Could this hold the key to an age-old mathematical mystery? PeterHermes Furian/Shutterstock

Beguilingly simple and yet painfully, frustratingly complex at the same time, there are few things in mathematics as fascinating as the primes: numbers that cannot be divided by any integers except themselves and one. And, as with so much in number theory, the scariest problem of all is one that sounds, on the face of it, almost childishly straightforward: what pattern – if any – do the prime numbers follow?

It's not an easy question. Since Eratosthenes first invented his sieve back in the 3rd century BCE, some of the greatest mathematical minds have thrown up their hands and declared it unanswerable. The best we've got is the famous Riemann hypothesis, which says that the primes follow a pattern closely related to the Riemann zeta function. The hypothesis may well be true – many mathematicians, often a romantic bunch, feel it's just too beautiful not to be true – but in the 160 years since Riemann first proposed it, nobody has yet been able to come up with a proof. 

But maybe all is not lost. A new analysis from researchers in the departments of chemistry, materials science, and mathematics at Princeton University has revealed something amazing: a level of order in the primes that nobody knew anything about until now. Their results are published in the Journal of Statistical Mechanics: Theory and Experiment.

"We showed that the primes behave almost like a crystal," explained lead researcher Salvatore Torquato in a statement about the discovery. "[M]ore precisely, similar to a crystal-like material called a ‘quasicrystal.’"

Now, quasicrystals are structures like crystals, but without translational symmetry – the patterns of their atomic arrangements will never repeat. In very crude terms, it looks like a crystal, but only if you squint.

A 2D crystal (left) compared to a 2D quasicrystal (right) - specifically, a Penrose tiling. By moving a section of the crystal in any direction, we can arrive at another, identical section, but the same is not true of the quasicrystal - although we can see other symmetries, like a 5-fold rotational symmetry. Geometry Guy, Inductiveload, Open Source

The discovery of quasicrystals in 1982 by materials scientist Dan Shechtman was marked by some incredible controversy.
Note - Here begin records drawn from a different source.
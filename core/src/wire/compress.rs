//! DEFLATE compression wrapper for packet payloads
//!
//! Raw DEFLATE stream (no zlib/gzip header). The original size travels
//! separately in the frame, so decompression can be bounded by it.

use flate2::read::DeflateDecoder;
use flate2::write::DeflateEncoder;
use flate2::Compression;
use std::io::{Read, Write};

use super::WireError;

/// Payloads shorter than this are never compressed
pub const COMPRESSION_THRESHOLD: usize = 100;

/// Bytes sampled by the diversity heuristic
const SAMPLE_SIZE: usize = 256;

/// Distinct/sampled ratio at or above which data is treated as incompressible
const MAX_DIVERSITY: f64 = 0.9;

/// Cheap compressibility check: enough bytes, and the first 256 of them are
/// not mostly distinct values (already-compressed or encrypted data is).
pub fn should_compress(data: &[u8]) -> bool {
    if data.len() < COMPRESSION_THRESHOLD {
        return false;
    }

    let sample = &data[..data.len().min(SAMPLE_SIZE)];
    let mut seen = [false; 256];
    let mut distinct = 0usize;
    for &b in sample {
        if !seen[b as usize] {
            seen[b as usize] = true;
            distinct += 1;
        }
    }

    (distinct as f64 / sample.len() as f64) < MAX_DIVERSITY
}

/// Compress `data`. Returns `None` when compression fails or does not
/// shrink the input; the caller then sends the payload as-is.
pub fn compress(data: &[u8]) -> Option<Vec<u8>> {
    if data.len() < COMPRESSION_THRESHOLD {
        return None;
    }

    let mut encoder = DeflateEncoder::new(Vec::with_capacity(data.len() / 2), Compression::fast());
    encoder.write_all(data).ok()?;
    let compressed = encoder.finish().ok()?;

    if compressed.is_empty() || compressed.len() >= data.len() {
        return None;
    }
    Some(compressed)
}

/// Inflate `data`, which must expand to exactly `original_size` bytes.
///
/// Output is capped one byte past the declared size, so a stream that would
/// inflate further is rejected without being fully expanded.
pub fn decompress(data: &[u8], original_size: usize) -> Result<Vec<u8>, WireError> {
    let mut out = Vec::with_capacity(original_size);
    DeflateDecoder::new(data)
        .take(original_size as u64 + 1)
        .read_to_end(&mut out)
        .map_err(|e| WireError::DecompressionFailed(e.to_string()))?;

    if out.len() != original_size {
        return Err(WireError::SizeMismatch {
            expected: original_size,
            actual: out.len(),
        });
    }
    Ok(out)
}
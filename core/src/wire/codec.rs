// Packet codec — Packet <-> wire bytes
//
// Decode is all-or-nothing: the frame's declared lengths must account for
// every byte of the buffer, otherwise the packet is rejected outright.

use super::compress;
use super::packet::{flags, Packet, PeerId};
use super::{
    WireError, HEADER_SIZE, MAX_PAYLOAD, PROTOCOL_VERSION, RECIPIENT_ID_SIZE, SENDER_ID_SIZE,
    SIGNATURE_SIZE,
};

/// Size of the original-length prefix in a compressed payload
const ORIGINAL_SIZE_PREFIX: usize = 2;

/// Serialize a packet to wire bytes, compressing the payload when the
/// heuristic says it is worth it and compression actually shrinks it.
pub fn encode(packet: &Packet) -> Result<Vec<u8>, WireError> {
    if packet.payload.len() > MAX_PAYLOAD {
        return Err(WireError::PayloadTooLarge(packet.payload.len()));
    }

    let compressed = if compress::should_compress(&packet.payload) {
        compress::compress(&packet.payload)
            .filter(|c| c.len() + ORIGINAL_SIZE_PREFIX <= MAX_PAYLOAD)
    } else {
        None
    };

    let mut header_flags = packet.flags();
    let wire_payload_len = match &compressed {
        Some(c) => {
            header_flags |= flags::IS_COMPRESSED;
            c.len() + ORIGINAL_SIZE_PREFIX
        }
        None => packet.payload.len(),
    };

    let mut buf = Vec::with_capacity(
        HEADER_SIZE + SENDER_ID_SIZE + RECIPIENT_ID_SIZE + wire_payload_len + SIGNATURE_SIZE,
    );

    // Header (14 bytes)
    buf.push(packet.version);
    buf.push(packet.packet_type);
    buf.push(packet.ttl);
    buf.extend_from_slice(&packet.timestamp.to_be_bytes());
    buf.push(header_flags);
    buf.extend_from_slice(&(wire_payload_len as u16).to_be_bytes());

    // Addressing
    buf.extend_from_slice(packet.sender_id.as_bytes());
    if let Some(recipient) = &packet.recipient_id {
        buf.extend_from_slice(recipient.as_bytes());
    }

    // Payload
    match &compressed {
        Some(c) => {
            buf.extend_from_slice(&(packet.payload.len() as u16).to_be_bytes());
            buf.extend_from_slice(c);
        }
        None => buf.extend_from_slice(&packet.payload),
    }

    if let Some(signature) = &packet.signature {
        buf.extend_from_slice(signature);
    }

    Ok(buf)
}

/// Deserialize wire bytes into a packet.
///
/// Returns error if:
/// - Buffer shorter than header + sender ID
/// - Version is not 1
/// - Declared lengths do not match the buffer exactly
/// - Compressed payload lacks its size prefix, fails to inflate, or
///   inflates to anything but the declared original size
pub fn decode(data: &[u8]) -> Result<Packet, WireError> {
    let fixed = HEADER_SIZE + SENDER_ID_SIZE;
    if data.len() < fixed {
        return Err(WireError::BufferTooShort {
            need: fixed,
            got: data.len(),
        });
    }

    let mut offset = 0;

    let version = data[offset];
    offset += 1;
    if version != PROTOCOL_VERSION {
        return Err(WireError::UnsupportedVersion(version));
    }

    let packet_type = data[offset];
    offset += 1;

    let ttl = data[offset];
    offset += 1;

    let mut ts = [0u8; 8];
    ts.copy_from_slice(&data[offset..offset + 8]);
    let timestamp = u64::from_be_bytes(ts);
    offset += 8;

    let header_flags = data[offset];
    offset += 1;
    let has_recipient = header_flags & flags::HAS_RECIPIENT != 0;
    let has_signature = header_flags & flags::HAS_SIGNATURE != 0;
    let is_compressed = header_flags & flags::IS_COMPRESSED != 0;

    let payload_len = u16::from_be_bytes([data[offset], data[offset + 1]]) as usize;
    offset += 2;

    let mut declared = fixed + payload_len;
    if has_recipient {
        declared += RECIPIENT_ID_SIZE;
    }
    if has_signature {
        declared += SIGNATURE_SIZE;
    }
    if data.len() != declared {
        return Err(WireError::LengthMismatch {
            declared,
            actual: data.len(),
        });
    }

    let sender_id = PeerId::from_slice_lossy(&data[offset..offset + SENDER_ID_SIZE]);
    offset += SENDER_ID_SIZE;

    let recipient_id = if has_recipient {
        let id = PeerId::from_slice_lossy(&data[offset..offset + RECIPIENT_ID_SIZE]);
        offset += RECIPIENT_ID_SIZE;
        Some(id)
    } else {
        None
    };

    let wire_payload = &data[offset..offset + payload_len];
    offset += payload_len;

    let payload = if is_compressed {
        if wire_payload.len() < ORIGINAL_SIZE_PREFIX {
            return Err(WireError::MissingSizePrefix);
        }
        let original_size = u16::from_be_bytes([wire_payload[0], wire_payload[1]]) as usize;
        compress::decompress(&wire_payload[ORIGINAL_SIZE_PREFIX..], original_size)?
    } else {
        wire_payload.to_vec()
    };

    let signature = if has_signature {
        let mut sig = [0u8; SIGNATURE_SIZE];
        sig.copy_from_slice(&data[offset..offset + SIGNATURE_SIZE]);
        Some(sig)
    } else {
        None
    };

    Ok(Packet {
        version,
        packet_type,
        ttl,
        timestamp,
        sender_id,
        recipient_id,
        payload,
        signature,
    })
}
But despite being ridiculed by his peers as a "quasi-scientist" and told he had become "a disgrace", his work on the "impossible" structures proved so significant that he was awarded the Nobel Prize in Chemistry in 2011. Since then, quasicrystals have promised advances on everything from frying pans to real-life Terminator robots – and now, Torquato and his colleagues say we can add prime numbers to that list.

The key is something called hyperuniformity. This somewhat brain-twisting property has been found in situations as diverse as the retinal cells of chickens or the large-scale structure of the universe since it was first observed in the early 2000s – and Torquato's team has shown it applies to the Riemann hypothesis as well. Put crudely, it refers to when seemingly random things turn out to have a kind of hidden order – for instance, imagine a bag of trail mix: if you inspect each grain or cashew individually, you're not going to see a pattern. But scale it up to a family-size pack in the store, and you can see a sort of sense: the random vibrations and bumps have shaken the particles serendipitously into an arrangement that fits every nook and cranny almost perfectly. And it's that "zooming out" technique that explains the Princeton team's result.